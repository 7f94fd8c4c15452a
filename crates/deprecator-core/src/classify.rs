//! Archive classifier
//!
//! Naming conventions decide a job's mode and its default output path.

use crate::types::JobMode;
use std::ffi::OsString;
use std::path::{Path, PathBuf};

/// Stem suffix marking a source archive (`lib-1.0-sources.jar`)
pub const SOURCES_SUFFIX: &str = "-sources";

/// Stem suffix appended to derived outputs (`lib-1.0-deprecated.jar`)
pub const DEPRECATED_SUFFIX: &str = "-deprecated";

/// Source mode if the file stem ends with `-sources`, binary mode otherwise
#[must_use]
pub fn classify(input: &Path) -> JobMode {
    let is_sources = input
        .file_stem()
        .and_then(|stem| stem.to_str())
        .is_some_and(|stem| stem.ends_with(SOURCES_SUFFIX));
    if is_sources {
        JobMode::Source
    } else {
        JobMode::Binary
    }
}

/// Sibling of `input` with `-deprecated` inserted before the extension
#[must_use]
pub fn derive_output(input: &Path) -> PathBuf {
    let mut name = OsString::from(input.file_stem().unwrap_or(input.as_os_str()));
    name.push(DEPRECATED_SUFFIX);
    if let Some(extension) = input.extension() {
        name.push(".");
        name.push(extension);
    }
    input.with_file_name(name)
}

.....

* **WORK TO COMPLETE**
Nothing but the line with "name.push(DEPRECATED_SUFFIX);" and the lines after it, through the end of the material, should appear in the output, word for word.

* **RESPONSE**
    name.push(DEPRECATED_SUFFIX);
    if let Some(extension) = input.extension() {
        name.push(".");
        name.push(extension);
    }
    input.with_file_name(name)
}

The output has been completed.